Study material:
:::::

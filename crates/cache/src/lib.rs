//! Bounded cache for gather results.
//!
//! Entries expire after a per-entry TTL and the total serialized size of all
//! entries is held under a configurable ceiling.
//!
//! # Policies
//!
//! | Concern | Policy |
//! |---------|--------|
//! | Expiry | Checked lazily on read; [`BoundedCache::sweep`] reclaims proactively |
//! | Memory pressure | Oldest insertion evicted first (FIFO, not LRU) |
//! | Oversized entry | Inserted anyway once the cache is empty; the ceiling is soft |
//! | Hit rate | hits / lookups since creation; `clear` keeps the counters |
//!
//! The cache is a plain data structure: it takes `&mut self` and leaves
//! locking to its owner.

use chrono::{DateTime, Utc};
use contextkeeper_core::{CacheError, Clock, GatherResult};
use serde::{Deserialize, Serialize};
use std::collections::{HashMap, VecDeque};
use std::sync::Arc;
use std::time::Duration;
use tracing::{debug, warn};

const BYTES_PER_MB: f64 = 1024.0 * 1024.0;

/// One cached gather result.
#[derive(Debug, Clone)]
pub struct CacheEntry {
    pub key: String,
    pub result: GatherResult,
    pub inserted_at: DateTime<Utc>,
    pub ttl: Duration,
    /// Serialized size of the key plus the result
    pub size_bytes: u64,
}

impl CacheEntry {
    /// An entry is served while `now - inserted_at <= ttl`.
    pub fn is_expired(&self, now: DateTime<Utc>) -> bool {
        let age = now - self.inserted_at;
        match chrono::Duration::from_std(self.ttl) {
            Ok(ttl) => age > ttl,
            Err(_) => false,
        }
    }
}

/// Point-in-time cache statistics.
#[derive(Debug, Clone, Default, PartialEq, Serialize, Deserialize)]
pub struct CacheStats {
    /// Number of live entries
    pub size: usize,
    pub memory_usage_bytes: u64,
    pub memory_usage_mb: f64,
    pub max_size_mb: f64,
    /// hits / (hits + misses), 0 before the first lookup
    pub hit_rate: f64,
    pub hits: u64,
    pub misses: u64,
    /// Entries removed to make room for new ones
    pub evictions: u64,
    /// Entries removed because their TTL elapsed
    pub expirations: u64,
}

/// What a `set` call displaced.
#[derive(Debug, Clone, Copy, Default, PartialEq, Eq)]
pub struct InsertOutcome {
    pub size_bytes: u64,
    /// Entries evicted to make room
    pub evicted: usize,
    /// Whether an entry under the same key was replaced
    pub replaced: bool,
}

/// A TTL + memory-bounded map from cache key to gather result.
pub struct BoundedCache {
    entries: HashMap<String, CacheEntry>,
    /// Keys in insertion order, oldest first
    order: VecDeque<String>,
    total_bytes: u64,
    max_bytes: u64,
    clock: Arc<dyn Clock>,
    hits: u64,
    misses: u64,
    evictions: u64,
    expirations: u64,
}

impl BoundedCache {
    /// Create a cache holding at most `max_bytes` of serialized results.
    pub fn new(max_bytes: u64, clock: Arc<dyn Clock>) -> Self {
        Self {
            entries: HashMap::new(),
            order: VecDeque::new(),
            total_bytes: 0,
            max_bytes,
            clock,
            hits: 0,
            misses: 0,
            evictions: 0,
            expirations: 0,
        }
    }

    /// Create a cache with a ceiling expressed in megabytes.
    pub fn with_max_size_mb(max_size_mb: f64, clock: Arc<dyn Clock>) -> Self {
        Self::new((max_size_mb * BYTES_PER_MB) as u64, clock)
    }

    /// Look up a live entry. Counts as a hit or a miss; an expired entry is
    /// dropped and counts as a miss.
    pub fn get(&mut self, key: &str) -> Option<&CacheEntry> {
        let now = self.clock.now();
        let expired = match self.entries.get(key) {
            Some(entry) => entry.is_expired(now),
            None => {
                self.misses += 1;
                return None;
            }
        };

        if expired {
            debug!(key, "Cache entry expired");
            self.remove(key);
            self.expirations += 1;
            self.misses += 1;
            return None;
        }

        self.hits += 1;
        self.entries.get(key)
    }

    /// Insert a result, evicting the oldest entries until it fits.
    pub fn set(
        &mut self,
        key: impl Into<String>,
        result: GatherResult,
        ttl: Duration,
    ) -> Result<InsertOutcome, CacheError> {
        let key = key.into();
        let size_bytes = measure(&key, &result)?;
        let replaced = self.remove(&key).is_some();

        let mut evicted = 0;
        while self.total_bytes + size_bytes > self.max_bytes {
            if self.evict_oldest().is_none() {
                break;
            }
            evicted += 1;
        }
        self.evictions += evicted as u64;

        if size_bytes > self.max_bytes {
            warn!(
                key = %key,
                size_bytes,
                max_bytes = self.max_bytes,
                "Cache entry exceeds the memory ceiling on its own; inserting anyway"
            );
        }

        let entry = CacheEntry {
            key: key.clone(),
            result,
            inserted_at: self.clock.now(),
            ttl,
            size_bytes,
        };
        self.total_bytes += size_bytes;
        self.order.push_back(key.clone());
        self.entries.insert(key, entry);

        Ok(InsertOutcome {
            size_bytes,
            evicted: evicted as usize,
            replaced,
        })
    }

    /// Drop one entry. Returns whether it existed.
    pub fn invalidate(&mut self, key: &str) -> bool {
        self.remove(key).is_some()
    }

    /// Drop every entry. Hit/miss counters survive.
    pub fn clear(&mut self) {
        self.entries.clear();
        self.order.clear();
        self.total_bytes = 0;
    }

    /// Remove every expired entry, returning how many were dropped.
    pub fn sweep(&mut self) -> usize {
        let now = self.clock.now();
        let expired: Vec<String> = self
            .order
            .iter()
            .filter(|key| self.entries.get(*key).is_some_and(|e| e.is_expired(now)))
            .cloned()
            .collect();

        for key in &expired {
            self.remove(key);
        }
        self.expirations += expired.len() as u64;
        expired.len()
    }

    pub fn stats(&self) -> CacheStats {
        let lookups = self.hits + self.misses;
        CacheStats {
            size: self.entries.len(),
            memory_usage_bytes: self.total_bytes,
            memory_usage_mb: self.total_bytes as f64 / BYTES_PER_MB,
            max_size_mb: self.max_bytes as f64 / BYTES_PER_MB,
            hit_rate: if lookups == 0 {
                0.0
            } else {
                self.hits as f64 / lookups as f64
            },
            hits: self.hits,
            misses: self.misses,
            evictions: self.evictions,
            expirations: self.expirations,
        }
    }

    /// Whether a key is present, without touching the counters or the TTL.
    pub fn contains_key(&self, key: &str) -> bool {
        self.entries.contains_key(key)
    }

    /// Keys in insertion order, oldest first.
    pub fn keys(&self) -> impl Iterator<Item = &str> {
        self.order.iter().map(|k| k.as_str())
    }

    pub fn len(&self) -> usize {
        self.entries.len()
    }

    pub fn is_empty(&self) -> bool {
        self.entries.is_empty()
    }

    pub fn memory_usage_bytes(&self) -> u64 {
        self.total_bytes
    }

    fn remove(&mut self, key: &str) -> Option<CacheEntry> {
        let entry = self.entries.remove(key)?;
        self.order.retain(|k| k != key);
        self.total_bytes -= entry.size_bytes;
        Some(entry)
    }

    fn evict_oldest(&mut self) -> Option<CacheEntry> {
        let key = self.order.pop_front()?;
        let entry = self.entries.remove(&key)?;
        self.total_bytes -= entry.size_bytes;
        debug!(key = %key, size_bytes = entry.size_bytes, "Evicted cache entry");
        Some(entry)
    }
}

fn measure(key: &str, result: &GatherResult) -> Result<u64, CacheError> {
    let body = serde_json::to_vec(result).map_err(|e| CacheError::Sizing {
        key: key.to_string(),
        reason: e.to_string(),
    })?;
    Ok((key.len() + body.len()) as u64)
}
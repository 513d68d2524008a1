//! Token estimation utilities.
//!
//! Uses a character-based heuristic: ~4 characters per token by default.
//! This approximation is accurate within ~10% for BPE tokenizers on English
//! text, which is all the budget selector needs.

use contextkeeper_core::ContextFragment;

pub const DEFAULT_CHARS_PER_TOKEN: usize = 4;

/// Deterministic token cost estimator.
#[derive(Debug, Clone, Copy, PartialEq, Eq)]
pub struct TokenEstimator {
    chars_per_token: usize,
}

impl TokenEstimator {
    /// A zero `chars_per_token` is treated as 1.
    pub fn new(chars_per_token: usize) -> Self {
        Self {
            chars_per_token: chars_per_token.max(1),
        }
    }

    /// Estimate the token count for a string. Rounds up.
    pub fn estimate(&self, text: &str) -> usize {
        text.chars().count().div_ceil(self.chars_per_token)
    }

    /// Estimate the token cost of a fragment's serialized payload.
    pub fn estimate_fragment(&self, fragment: &ContextFragment) -> usize {
        self.estimate(&fragment.serialized_payload())
    }

    pub fn chars_per_token(&self) -> usize {
        self.chars_per_token
    }
}

impl Default for TokenEstimator {
    fn default() -> Self {
        Self::new(DEFAULT_CHARS_PER_TOKEN)
    }
}

#[cfg(test)]
mod tests {
    use super::*;
    use serde_json::json;

    #[test]
    fn empty_string_is_zero() {
        assert_eq!(TokenEstimator::default().estimate(""), 0);
    }

    #[test]
    fn four_chars_is_one_token() {
        assert_eq!(TokenEstimator::default().estimate("test"), 1);
    }

    #[test]
    fn five_chars_rounds_up() {
        assert_eq!(TokenEstimator::default().estimate("hello"), 2);
    }

    #[test]
    fn counts_chars_not_bytes() {
        // 4 chars, 8 bytes
        assert_eq!(TokenEstimator::default().estimate("ñøåé"), 1);
    }

    #[test]
    fn custom_ratio() {
        let estimator = TokenEstimator::new(3);
        assert_eq!(estimator.estimate(&"a".repeat(10)), 4);
        assert_eq!(TokenEstimator::new(0).chars_per_token(), 1);
    }

    #[test]
    fn fragment_cost_uses_serialized_payload() {
        let fragment = ContextFragment::from_value(
            "dom",
            chrono::Utc::now(),
            json!({ "t": "a".repeat(92) }),
        )
        .unwrap();
        // {"t":"…"} adds 8 characters around the value
        assert_eq!(TokenEstimator::default().estimate_fragment(&fragment), 25);
    }
}
//! Per-manager gather statistics.

use contextkeeper_cache::CacheStats;
use serde::{Deserialize, Serialize};

/// Snapshot returned by `ContextManager::stats`.
#[derive(Debug, Clone, Default, PartialEq, Serialize, Deserialize)]
pub struct ContextStats {
    /// Fresh gathers performed (cache hits are counted by the cache)
    pub total_gatherings: u64,
    /// Provider failures and timeouts across all gathers
    pub total_errors: u64,
    /// Running mean duration of fresh gathers
    pub avg_gather_time_ms: f64,
    /// Registered providers
    pub providers: usize,
    pub enabled_providers: usize,
    pub cache: CacheStats,
}

/// Running totals, owned by one manager.
#[derive(Debug, Default)]
pub(crate) struct GatherCounters {
    pub total_gatherings: u64,
    pub total_errors: u64,
    pub avg_gather_time_ms: f64,
}

impl GatherCounters {
    /// Fold one completed gather into the totals.
    pub fn record(&mut self, duration_ms: f64, errors: usize) {
        self.total_gatherings += 1;
        self.total_errors += errors as u64;
        self.avg_gather_time_ms +=
            (duration_ms - self.avg_gather_time_ms) / self.total_gatherings as f64;
    }

    pub fn reset(&mut self) {
        *self = Self::default();
    }
}
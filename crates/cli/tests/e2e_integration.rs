//! End-to-end integration tests for the ContextKeeper engine.
//!
//! These tests drive the full pipeline the CLI runs: providers fed with UI
//! state, registered with a manager, gathered through the cache, scored and
//! cut to a token budget.

use std::sync::Arc;
use std::sync::atomic::{AtomicUsize, Ordering};
use std::time::Duration;

use contextkeeper_config::ContextConfig;
use contextkeeper_core::{
    ContextError, ContextEvent, ContextFragment, ContextProvider, GatherOptions, ManualClock,
    ProviderError, Trigger,
};
use contextkeeper_engine::ContextManager;
use contextkeeper_providers::{
    DomProvider, DomSnapshot, FormField, FormProvider, FormSnapshot, UserActionProvider,
    ViewportProvider, ViewportSnapshot,
};

// ── Scripted provider ────────────────────────────────────────────────────

/// A provider whose payload is a single string field, sized on demand.
struct FixedProvider {
    name: String,
    text: String,
    priority: f64,
    fail: bool,
    delay: Option<Duration>,
    calls: AtomicUsize,
}

impl FixedProvider {
    fn new(name: &str, text: &str) -> Self {
        Self {
            name: name.into(),
            text: text.into(),
            priority: 1.0,
            fail: false,
            delay: None,
            calls: AtomicUsize::new(0),
        }
    }

    /// Payload `{"t": "..."}` whose compact JSON costs exactly `tokens`
    /// at four characters per token.
    fn costing(name: &str, tokens: usize, priority: f64) -> Self {
        let chars = tokens * 4 - r#"{"t":""}"#.len();
        Self {
            priority,
            ..Self::new(name, &"x".repeat(chars))
        }
    }

    fn failing(name: &str) -> Self {
        Self {
            fail: true,
            ..Self::new(name, "")
        }
    }

    fn hanging(name: &str) -> Self {
        Self {
            delay: Some(Duration::from_secs(30)),
            ..Self::new(name, "late")
        }
    }

    fn calls(&self) -> usize {
        self.calls.load(Ordering::SeqCst)
    }
}

#[async_trait::async_trait]
impl ContextProvider for FixedProvider {
    fn name(&self) -> &str {
        &self.name
    }

    fn priority(&self) -> f64 {
        self.priority
    }

    async fn gather(&self) -> Result<ContextFragment, ProviderError> {
        self.calls.fetch_add(1, Ordering::SeqCst);
        if let Some(delay) = self.delay {
            tokio::time::sleep(delay).await;
        }
        if self.fail {
            return Err(ProviderError::failed(&self.name, "backend unavailable"));
        }
        ContextFragment::from_value(
            self.name.as_str(),
            chrono::Utc::now(),
            serde_json::json!({ "t": self.text }),
        )
    }
}

fn manager() -> ContextManager {
    ContextManager::new(ContextConfig::default()).unwrap()
}

fn register(manager: &ContextManager, provider: FixedProvider) -> Arc<FixedProvider> {
    let provider = Arc::new(provider);
    manager.register_provider(provider.clone()).unwrap();
    provider
}

fn checkout_page() -> DomSnapshot {
    DomSnapshot {
        url: "https://shop.example/checkout".into(),
        title: "Checkout".into(),
        headings: vec!["Payment".into()],
        visible_text: "Enter your card details".into(),
        ..Default::default()
    }
}

fn payment_form() -> FormSnapshot {
    FormSnapshot {
        form_id: Some("payment".into()),
        fields: vec![FormField {
            name: "card".into(),
            kind: "credit-card".into(),
            value: Some("4111111111111111".into()),
            valid: false,
            error: Some("Card declined".into()),
        }],
        dirty: true,
    }
}

// ── Built-in providers through the manager ───────────────────────────────

#[tokio::test]
async fn e2e_dom_form_viewport_then_cached_repeat() {
    let manager = manager();

    let dom = DomProvider::new();
    dom.update(checkout_page());
    let form = FormProvider::new();
    form.update(payment_form());
    let viewport = ViewportProvider::new();
    viewport.update(ViewportSnapshot::new(1280, 800));

    manager.register_provider(Arc::new(dom)).unwrap();
    manager.register_provider(Arc::new(form)).unwrap();
    manager.register_provider(Arc::new(viewport)).unwrap();

    let first = manager.gather_context(GatherOptions::new()).await.unwrap();
    assert_eq!(first.len(), 3);
    assert_eq!(first.errors, 0);
    assert!(!first.cached);

    let started = std::time::Instant::now();
    let second = manager.gather_context(GatherOptions::new()).await.unwrap();
    assert!(second.cached);
    assert!(started.elapsed() < Duration::from_millis(10));
    assert_eq!(second.contexts, first.contexts);
    assert_eq!(second.total_tokens, first.total_tokens);

    let card = serde_json::to_string(&second).unwrap();
    assert!(!card.contains("4111111111111111"), "card number leaked");
}

#[tokio::test]
async fn e2e_trigger_shapes_the_result() {
    let manager = manager();

    let dom = DomProvider::new();
    dom.update(checkout_page());
    let form = FormProvider::new();
    form.update(payment_form());
    let actions = UserActionProvider::new();
    actions.record("click", Some("#pay".into()));

    manager.register_provider(Arc::new(dom)).unwrap();
    manager.register_provider(Arc::new(form)).unwrap();
    manager.register_provider(Arc::new(actions)).unwrap();

    let on_form = manager
        .gather_context(GatherOptions::new().trigger(Trigger::FormInteraction))
        .await
        .unwrap();
    assert_eq!(on_form.contexts[0].provider(), "form");

    let on_navigation = manager
        .gather_context(GatherOptions::new().trigger(Trigger::Navigation))
        .await
        .unwrap();
    assert!(!on_navigation.providers().contains(&"form"));
    assert_eq!(on_navigation.contexts[0].provider(), "dom");
}

#[tokio::test]
async fn e2e_empty_providers_count_as_errors() {
    let manager = manager();
    manager.register_provider(Arc::new(DomProvider::new())).unwrap();
    manager.register_provider(Arc::new(FormProvider::new())).unwrap();

    let result = manager.gather_context(GatherOptions::new()).await.unwrap();
    assert!(result.is_empty());
    assert_eq!(result.errors, 2);
    assert_eq!(manager.stats().total_errors, 2);
}

// ── Budget and ordering ──────────────────────────────────────────────────

#[tokio::test]
async fn e2e_greedy_budget_skips_and_continues() {
    let manager = manager();
    register(&manager, FixedProvider::costing("A", 300, 0.9));
    register(&manager, FixedProvider::costing("B", 250, 0.8));
    register(&manager, FixedProvider::costing("C", 100, 0.7));

    let result = manager
        .gather_context(GatherOptions::new().token_budget(500))
        .await
        .unwrap();
    assert_eq!(result.providers(), vec!["A", "C"]);
    assert_eq!(result.total_tokens, 400);
}

#[tokio::test]
async fn e2e_budget_and_ordering_hold_for_any_budget() {
    let manager = manager();
    for (i, tokens) in [120, 15, 64, 300, 9, 41].into_iter().enumerate() {
        register(
            &manager,
            FixedProvider::costing(&format!("p{i}"), tokens, 1.0 - i as f64 * 0.1),
        );
    }

    for budget in [0, 10, 50, 100, 250, 600, 10_000] {
        let result = manager
            .gather_context(GatherOptions::new().token_budget(budget))
            .await
            .unwrap();
        assert!(result.total_tokens <= budget, "budget {budget}");
        assert!(result.contexts.windows(2).all(|w| w[0].score >= w[1].score));
    }
}

// ── Isolation ────────────────────────────────────────────────────────────

#[tokio::test]
async fn e2e_one_failure_among_healthy_providers() {
    let manager = manager();
    register(&manager, FixedProvider::new("dom", "page"));
    register(&manager, FixedProvider::failing("flaky"));
    register(&manager, FixedProvider::new("form", "fields"));
    register(&manager, FixedProvider::new("viewport", "1280x800"));

    let result = manager.gather_context(GatherOptions::new()).await.unwrap();
    assert_eq!(result.errors, 1);
    assert_eq!(result.len(), 3);
}

#[tokio::test(start_paused = true)]
async fn e2e_hanging_provider_does_not_block_gather() {
    let manager = manager();
    register(&manager, FixedProvider::new("dom", "page"));
    let hanging = register(&manager, FixedProvider::hanging("network"));

    let mut events = manager.subscribe();
    let result = manager.gather_context(GatherOptions::new()).await.unwrap();
    assert_eq!(hanging.calls(), 1);
    assert_eq!(result.errors, 1);
    assert_eq!(result.providers(), vec!["dom"]);

    let event = events.recv().await.unwrap();
    assert!(matches!(
        event.as_ref(),
        ContextEvent::ProviderFailed { timed_out: true, .. }
    ));
}

// ── Cache ────────────────────────────────────────────────────────────────

#[tokio::test]
async fn e2e_cache_hit_does_not_reinvoke_providers() {
    let manager = manager();
    let dom = register(&manager, FixedProvider::new("dom", "page"));

    let options = GatherOptions::new().cache_key("chat-turn-1");
    manager.gather_context(options.clone()).await.unwrap();
    let cached = manager.gather_context(options).await.unwrap();

    assert!(cached.cached);
    assert_eq!(dom.calls(), 1);
}

#[tokio::test]
async fn e2e_ttl_expiry_with_simulated_clock() {
    let clock = Arc::new(ManualClock::starting_now());
    let manager = ContextManager::with_clock(ContextConfig::default(), clock.clone()).unwrap();
    let dom = register(&manager, FixedProvider::new("dom", "page"));

    manager.gather_context(GatherOptions::new()).await.unwrap();
    clock.advance(chrono::Duration::milliseconds(29_000));
    assert!(manager.gather_context(GatherOptions::new()).await.unwrap().cached);

    clock.advance(chrono::Duration::milliseconds(2_000));
    let fresh = manager.gather_context(GatherOptions::new()).await.unwrap();
    assert!(!fresh.cached);
    assert_eq!(dom.calls(), 2);
    // Gathered just now: no recency decay, only the undeclared-trigger affinity
    assert_eq!(fresh.contexts[0].score, 0.5);
}

#[tokio::test]
async fn e2e_memory_ceiling_evicts_oldest() {
    let mut config = ContextConfig::default();
    config.cache.max_size_mb = 0.001;
    let ceiling = config.cache.max_size_bytes();
    let manager = ContextManager::new(config).unwrap();
    register(&manager, FixedProvider::new("blob", &"x".repeat(200)));

    for turn in 0..8 {
        manager
            .gather_context(GatherOptions::new().cache_key(format!("turn-{turn}")))
            .await
            .unwrap();
        assert!(manager.stats().cache.memory_usage_bytes <= ceiling);
    }

    let stats = manager.stats().cache;
    assert!(stats.evictions > 0);
    assert!(stats.size < 8);

    // Newest survived, oldest went first
    let newest = manager
        .gather_context(GatherOptions::new().cache_key("turn-7"))
        .await
        .unwrap();
    assert!(newest.cached);
    let oldest = manager
        .gather_context(GatherOptions::new().cache_key("turn-0"))
        .await
        .unwrap();
    assert!(!oldest.cached);
}

// ── Lifecycle ────────────────────────────────────────────────────────────

#[tokio::test]
async fn e2e_destroy_then_use() {
    let manager = manager();
    let dom = DomProvider::new();
    dom.update(checkout_page());
    let dom = Arc::new(dom);
    manager.register_provider(dom.clone()).unwrap();
    manager.gather_context(GatherOptions::new()).await.unwrap();

    manager.destroy();

    assert!(dom.latest().is_none(), "provider was not destroyed");
    assert_eq!(manager.stats().cache.size, 0);
    assert_eq!(
        manager.gather_context(GatherOptions::new()).await.unwrap_err(),
        ContextError::Destroyed
    );
    assert!(matches!(
        manager.unregister_provider("dom"),
        Err(ContextError::Destroyed)
    ));
}

#[tokio::test]
async fn e2e_config_file_drives_manager() {
    let dir = tempfile::tempdir().unwrap();
    let path = dir.path().join("config.toml");
    std::fs::write(
        &path,
        r#"
default_trigger = "user-prompt"
provider_timeout_ms = 250

[cache]
ttl_ms = 5000
max_size_mb = 2.0

[provider_weights]
viewport = 0.1
"#,
    )
    .unwrap();

    let config = ContextConfig::load_from(&path).unwrap();
    assert_eq!(config.default_trigger, Trigger::UserPrompt);

    let manager = ContextManager::new(config).unwrap();
    register(&manager, FixedProvider::new("viewport", "1280x800"));
    register(&manager, FixedProvider::new("dom", "page"));

    let result = manager.gather_context(GatherOptions::new()).await.unwrap();
    assert_eq!(result.providers(), vec!["dom", "viewport"]);
    assert!(result.contexts[1].score < 0.1);
}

:::::

What is needed: Using the records above, repeat exactly the lines from the first one through the line with "ceiling is soft |".

Finished exercise:
filename crates/cache/src/lib.rs
//! Bounded cache for gather results.
//!
//! Entries expire after a per-entry TTL and the total serialized size of all
//! entries is held under a configurable ceiling.
//!
//! # Policies
//!
//! | Concern | Policy |
//! |---------|--------|
//! | Expiry | Checked lazily on read; [`BoundedCache::sweep`] reclaims proactively |
//! | Memory pressure | Oldest insertion evicted first (FIFO, not LRU) |
//! | Oversized entry | Inserted anyway once the cache is empty; the ceiling is soft |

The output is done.